#### [Task directions]
Pull each line containing "Serialize" out of the listing below.

#### [Source records]
//! Search requests and validated queries
//!
//! A [`SearchRequest`] is what a caller hands in; [`Query`] is the
//! validated, normalized value the pipeline runs on. Mode and strategy
//! names are parsed into closed enums at this boundary.

use std::fmt;
use std::str::FromStr;

use serde::{Deserialize, Serialize};

use crate::error::{HybrankError, Result};
use crate::search::text::normalize_query;

/// Which retrieval paths run for a request.
#[derive(Debug, Clone, Copy, PartialEq, Eq, Hash, Serialize, Deserialize)]
#[serde(rename_all = "lowercase")]
pub enum SearchMode {
    /// Embedding similarity only
    Dense,
    /// Term-weight relevance only
    Lexical,
    /// Both, blended by alpha
    Hybrid,
}

impl SearchMode {
    pub const ALL: [Self; 3] = [Self::Dense, Self::Lexical, Self::Hybrid];

    pub const fn as_str(&self) -> &'static str {
        match self {
            Self::Dense => "dense",
            Self::Lexical => "lexical",
            Self::Hybrid => "hybrid",
        }
    }

    pub const fn uses_dense(&self) -> bool {
        matches!(self, Self::Dense | Self::Hybrid)
    }

    pub const fn uses_sparse(&self) -> bool {
        matches!(self, Self::Lexical | Self::Hybrid)
    }
}

impl FromStr for SearchMode {
    type Err = HybrankError;

    fn from_str(s: &str) -> Result<Self> {
        match s.trim().to_lowercase().as_str() {
            "dense" => Ok(Self::Dense),
            "lexical" | "sparse" | "bm25" => Ok(Self::Lexical),
            "hybrid" => Ok(Self::Hybrid),
            other => Err(HybrankError::InvalidRequest(format!(
                "unknown search mode '{other}' (expected dense|lexical|hybrid)"
            ))),
        }
    }
}

impl fmt::Display for SearchMode {
    fn fmt(&self, f: &mut fmt::Formatter<'_>) -> fmt::Result {
        write!(f, "{}", self.as_str())
    }
}

/// Named rule for turning fused and rerank scores into a final score.
#[derive(Debug, Clone, Copy, PartialEq, Eq, Hash, Serialize, Deserialize)]
#[serde(rename_all = "snake_case")]
pub enum ScoringStrategy {
    /// Equal weight on fused and rerank scores
    Balanced,
    /// 0.2 fused / 0.8 rerank
    RerankHeavy,
    /// Fused score only, rerank scores ignored
    FusedOnly,
}

impl ScoringStrategy {
    pub const ALL: [Self; 3] = [Self::Balanced, Self::RerankHeavy, Self::FusedOnly];

    pub const fn as_str(&self) -> &'static str {
        match self {
            Self::Balanced => "balanced",
            Self::RerankHeavy => "rerank_heavy",
            Self::FusedOnly => "fused_only",
        }
    }
}

impl FromStr for ScoringStrategy {
    type Err = HybrankError;

    fn from_str(s: &str) -> Result<Self> {
        match s.trim().to_lowercase().replace('-', "_").as_str() {
            "balanced" => Ok(Self::Balanced),
            "rerank_heavy" => Ok(Self::RerankHeavy),
            "fused_only" | "hybrid_only" => Ok(Self::FusedOnly),
            other => Err(HybrankError::InvalidRequest(format!(
                "unknown scoring strategy '{other}' (expected balanced|rerank_heavy|fused_only)"
            ))),
        }
    }
}

impl fmt::Display for ScoringStrategy {
    fn fmt(&self, f: &mut fmt::Formatter<'_>) -> fmt::Result {
        write!(f, "{}", self.as_str())
    }
}

/// Unvalidated caller input.
///
/// `topk` is signed so out-of-range input reaches validation instead of
/// being coerced by the type system.
#[derive(Debug, Clone, PartialEq, Serialize, Deserialize)]
pub struct SearchRequest {
    pub text: String,
    pub topk: i64,
    pub mode: SearchMode,
    pub rerank: bool,
    pub strategy: ScoringStrategy,
}

impl SearchRequest {
    pub fn new(text: impl Into<String>, topk: i64) -> Self {
        Self {
            text: text.into(),
            topk,
            mode: SearchMode::Hybrid,
            rerank: false,
            strategy: ScoringStrategy::Balanced,
        }
    }

    /// Build a request from string-typed mode and strategy names.
    pub fn parse(
        text: impl Into<String>,
        topk: i64,
        mode: &str,
        rerank: bool,
        strategy: &str,
    ) -> Result<Self> {
        Ok(Self {
            text: text.into(),
            topk,
            mode: mode.parse()?,
            rerank,
            strategy: strategy.parse()?,
        })
    }

    pub const fn mode(mut self, mode: SearchMode) -> Self {
        self.mode = mode;
        self
    }

    pub const fn rerank(mut self, rerank: bool) -> Self {
        self.rerank = rerank;
        self
    }

    pub const fn strategy(mut self, strategy: ScoringStrategy) -> Self {
        self.strategy = strategy;
        self
    }
}

/// Bounds applied during validation.
#[derive(Debug, Clone, Copy)]
pub struct QueryLimits {
    pub topk_max: usize,
    pub max_query_chars: usize,
}

/// A validated, normalized query. Immutable once built.
#[derive(Debug, Clone, PartialEq, Eq, Hash, Serialize, Deserialize)]
pub struct Query {
    pub raw_text: String,
    pub normalized_text: String,
    pub mode: SearchMode,
    pub topk: usize,
    pub rerank_requested: bool,
    pub strategy: ScoringStrategy,
}

impl Query {
    /// Validate a request. Nothing is coerced: every violation is an
    /// `InvalidRequest`.
    pub fn validate(request: &SearchRequest, limits: QueryLimits) -> Result<Self> {
        let normalized_text = normalize_query(&request.text);
        if normalized_text.is_empty() {
            return Err(HybrankError::InvalidRequest(
                "query text cannot be empty".to_string(),
            ));
        }
        let chars = request.text.trim().chars().count();
        if chars > limits.max_query_chars {
            return Err(HybrankError::InvalidRequest(format!(
                "query text exceeds maximum length of {} characters ({chars})",
                limits.max_query_chars
            )));
        }

        let topk = usize::try_from(request.topk)
            .ok()
            .filter(|k| (1..=limits.topk_max).contains(k))
            .ok_or_else(|| {
                HybrankError::InvalidRequest(format!(
                    "topk must be within 1..={}, got {}",
                    limits.topk_max, request.topk
                ))
            })?;

        Ok(Self {
            raw_text: request.text.trim().to_string(),
            normalized_text,
            mode: request.mode,
            topk,
            rerank_requested: request.rerank,
            strategy: request.strategy,
        })
    }

    /// Final rerank decision after the gate and the global switch.
    #[must_use]
    pub fn with_rerank(mut self, rerank: bool) -> Self {
        self.rerank_requested = rerank;
        self
    }
}
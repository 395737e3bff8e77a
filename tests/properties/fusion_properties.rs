//! Fusion invariants over arbitrary retrieval results.

use std::collections::HashSet;

use proptest::prelude::*;

use hybrank::corpus::DocId;
use hybrank::search::{FusionConfig, SearchMode, fuse, min_max_normalize};

/// Scores for documents `0..n`, each side keeping an arbitrary subset.
fn arb_hits() -> impl Strategy<Value = (Vec<(DocId, f32)>, Vec<(DocId, f32)>)> {
    prop::collection::vec(
        (
            prop::option::of(-10.0f32..10.0),
            prop::option::of(0.0f32..50.0),
        ),
        0..40,
    )
    .prop_map(|rows| {
        let mut dense = Vec::new();
        let mut sparse = Vec::new();
        for (id, (d, s)) in rows.into_iter().enumerate() {
            if let Some(d) = d {
                dense.push((id as DocId, d));
            }
            if let Some(s) = s {
                sparse.push((id as DocId, s));
            }
        }
        (dense, sparse)
    })
}

/// Dense score with frequent exact ties.
fn arb_dense_score() -> impl Strategy<Value = f32> {
    prop_oneof![-10.0f32..10.0, (0i32..4).prop_map(|v| v as f32)]
}

/// A dense-side result list with at least one hit, plus a sparse side that
/// may cover documents the dense side missed.
fn arb_dense_led_hits() -> impl Strategy<Value = (Vec<(DocId, f32)>, Vec<(DocId, f32)>)> {
    (
        arb_dense_score(),
        prop::option::of(0.0f32..50.0),
        prop::collection::vec(
            (prop::option::of(arb_dense_score()), prop::option::of(0.0f32..50.0)),
            0..30,
        ),
    )
        .prop_map(|(anchor, anchor_sparse, rows)| {
            let mut dense = vec![(0, anchor)];
            let mut sparse: Vec<(DocId, f32)> = anchor_sparse.map(|s| (0, s)).into_iter().collect();
            for (offset, (d, s)) in rows.into_iter().enumerate() {
                let id = offset as DocId + 1;
                if let Some(d) = d {
                    dense.push((id, d));
                }
                if let Some(s) = s {
                    sparse.push((id, s));
                }
            }
            (dense, sparse)
        })
}

/// Which dense hit gets its score raised.
#[derive(Debug, Clone, Copy)]
enum Raised {
    At(prop::sample::Index),
    Lowest,
    Highest,
}

impl Raised {
    fn position(self, dense: &[(DocId, f32)]) -> usize {
        let scored = dense.iter().enumerate();
        let pick = match self {
            Self::At(index) => return index.index(dense.len()),
            Self::Lowest => scored.min_by(|a, b| a.1.1.total_cmp(&b.1.1)),
            Self::Highest => scored.max_by(|a, b| a.1.1.total_cmp(&b.1.1)),
        };
        pick.map_or(0, |(i, _)| i)
    }
}

fn arb_raised() -> impl Strategy<Value = Raised> {
    prop_oneof![
        any::<prop::sample::Index>().prop_map(Raised::At),
        Just(Raised::Lowest),
        Just(Raised::Highest),
    ]
}

fn arb_delta() -> impl Strategy<Value = f32> {
    prop_oneof![Just(0.0f32), 0.0f32..5.0, 5.0f32..40.0]
}

fn fused_score_of(
    dense: &[(DocId, f32)],
    sparse: &[(DocId, f32)],
    mode: SearchMode,
    alpha: f32,
    id: DocId,
) -> f32 {
    fuse(dense, sparse, mode, &FusionConfig::with_alpha(alpha))
        .iter()
        .find(|c| c.document_id == id)
        .map(|c| c.fused_score)
        .unwrap()
}

fn arb_mode() -> impl Strategy<Value = SearchMode> {
    prop_oneof![
        Just(SearchMode::Dense),
        Just(SearchMode::Lexical),
        Just(SearchMode::Hybrid),
    ]
}

proptest! {
    #[test]
    fn normalized_scores_stay_in_unit_range(scores in prop::collection::vec(-1e6f32..1e6, 0..64)) {
        let normalized = min_max_normalize(&scores);
        prop_assert_eq!(normalized.len(), scores.len());
        for value in normalized {
            prop_assert!((0.0..=1.0).contains(&value));
        }
    }

    #[test]
    fn fused_output_is_bounded_unique_and_sorted(
        (dense, sparse) in arb_hits(),
        mode in arb_mode(),
        alpha in 0.0f32..=1.0,
    ) {
        let fused = fuse(&dense, &sparse, mode, &FusionConfig::with_alpha(alpha));

        let ids: HashSet<DocId> = fused.iter().map(|c| c.document_id).collect();
        prop_assert_eq!(ids.len(), fused.len());

        let mut expected: HashSet<DocId> = HashSet::new();
        if mode.uses_dense() {
            expected.extend(dense.iter().map(|(id, _)| *id));
        }
        if mode.uses_sparse() {
            expected.extend(sparse.iter().map(|(id, _)| *id));
        }
        prop_assert_eq!(ids, expected);

        for candidate in &fused {
            prop_assert!((0.0..=1.0).contains(&candidate.fused_score));
        }
        for pair in fused.windows(2) {
            prop_assert!(
                pair[0].fused_score > pair[1].fused_score
                    || (pair[0].fused_score == pair[1].fused_score
                        && pair[0].document_id < pair[1].document_id)
            );
        }
    }

    /// A document at least as good as another on both sides never fuses lower.
    #[test]
    fn hybrid_fusion_is_monotone(
        rows in prop::collection::vec((0.0f32..1.0, 0.0f32..20.0), 2..30),
        alpha in 0.0f32..=1.0,
    ) {
        let dense: Vec<(DocId, f32)> =
            rows.iter().enumerate().map(|(i, (d, _))| (i as DocId, *d)).collect();
        let sparse: Vec<(DocId, f32)> =
            rows.iter().enumerate().map(|(i, (_, s))| (i as DocId, *s)).collect();

        let fused = fuse(&dense, &sparse, SearchMode::Hybrid, &FusionConfig::with_alpha(alpha));
        let score_of = |id: DocId| {
            fused
                .iter()
                .find(|c| c.document_id == id)
                .map(|c| c.fused_score)
                .unwrap()
        };

        for (i, (di, si)) in rows.iter().enumerate() {
            for (j, (dj, sj)) in rows.iter().enumerate() {
                if di >= dj && si >= sj {
                    prop_assert!(score_of(i as DocId) + 1e-6 >= score_of(j as DocId));
                }
            }
        }
    }

    /// Raising one document's dense score never lowers its own fused score,
    /// whether it was the lowest, the highest or any other dense hit.
    #[test]
    fn raising_dense_score_never_lowers_fused_score(
        (dense, sparse) in arb_dense_led_hits(),
        raised in arb_raised(),
        delta in arb_delta(),
        alpha in 0.0f32..=1.0,
        hybrid in any::<bool>(),
    ) {
        let mode = if hybrid { SearchMode::Hybrid } else { SearchMode::Dense };
        let i = raised.position(&dense);
        let id = dense[i].0;

        let mut bumped = dense.clone();
        bumped[i].1 += delta;

        let before = fused_score_of(&dense, &sparse, mode, alpha, id);
        let after = fused_score_of(&bumped, &sparse, mode, alpha, id);
        prop_assert!(
            after + 1e-6 >= before,
            "doc {} fell from {} to {} after +{}", id, before, after, delta
        );
    }

    /// A lone dense hit normalizes to 1.0 however far its raw score moves.
    #[test]
    fn raising_the_only_dense_hit_keeps_its_fused_score(
        score in arb_dense_score(),
        delta in arb_delta(),
        sparse in prop::collection::vec(0.0f32..50.0, 0..10),
        alpha in 0.0f32..=1.0,
    ) {
        let sparse: Vec<(DocId, f32)> =
            sparse.into_iter().enumerate().map(|(i, s)| (i as DocId, s)).collect();
        let dense = vec![(0, score)];
        let bumped = vec![(0, score + delta)];

        let before = fused_score_of(&dense, &sparse, SearchMode::Hybrid, alpha, 0);
        let after = fused_score_of(&bumped, &sparse, SearchMode::Hybrid, alpha, 0);
        prop_assert!(after + 1e-6 >= before);
        prop_assert!((after - before).abs() < 1e-6);
    }
}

#### [Output of the exercise]
use serde::{Deserialize, Serialize};
#[derive(Debug, Clone, Copy, PartialEq, Eq, Hash, Serialize, Deserialize)]
#[derive(Debug, Clone, Copy, PartialEq, Eq, Hash, Serialize, Deserialize)]
#[derive(Debug, Clone, PartialEq, Serialize, Deserialize)]
#[derive(Debug, Clone, PartialEq, Eq, Hash, Serialize, Deserialize)]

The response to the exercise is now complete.